* _Task directions_:
Go through the listing below. Copy each line that has the string "CredentialStore".

>>>>>

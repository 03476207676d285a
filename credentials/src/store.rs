//
// Copyright 2017-2026 Hans W. Uhlig. All Rights Reserved.
//
// Licensed under the Apache License, Version 2.0 (the "License");
// you may not use this file except in compliance with the License.
// You may obtain a copy of the License at
//
//      http://www.apache.org/licenses/LICENSE-2.0
//
// Unless required by applicable law or agreed to in writing, software
// distributed under the License is distributed on an "AS IS" BASIS,
// WITHOUT WARRANTIES OR CONDITIONS OF ANY KIND, either express or implied.
// See the License for the specific language governing permissions and
// limitations under the License.
//

//! The credential store interface

use crate::StoreResult;
use async_trait::async_trait;

/// A registered user
#[derive(Clone, PartialEq, Eq)]
pub struct UserRecord {
    /// Unique, case-sensitive nickname
    pub nickname: String,
    /// Argon2 PHC string
    pub password_hash: String,
}

impl std::fmt::Debug for UserRecord {
    fn fmt(&self, f: &mut std::fmt::Formatter<'_>) -> std::fmt::Result {
        f.debug_struct("UserRecord")
            .field("nickname", &self.nickname)
            .finish_non_exhaustive()
    }
}

/// Storage for user records, shared by every connection
///
/// Implementations must make [`insert`](CredentialStore::insert) atomic with respect to the
/// uniqueness check: when two callers insert the same nickname concurrently, exactly one
/// succeeds and the other gets [`StoreError::DuplicateNickname`](crate::StoreError).
#[async_trait]
pub trait CredentialStore: Send + Sync + 'static {
    /// Look up a user by exact nickname
    async fn find_by_nickname(&self, nickname: &str) -> StoreResult<Option<UserRecord>>;

    /// Add a user, failing if the nickname is taken
    async fn insert(&self, nickname: &str, password_hash: &str) -> StoreResult<()>;

    /// Number of registered users
    async fn count(&self) -> StoreResult<u64>;
}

<<<<<

* _Finished exercise_:
/// Implementations must make [`insert`](CredentialStore::insert) atomic with respect to the
pub trait CredentialStore: Send + Sync + 'static {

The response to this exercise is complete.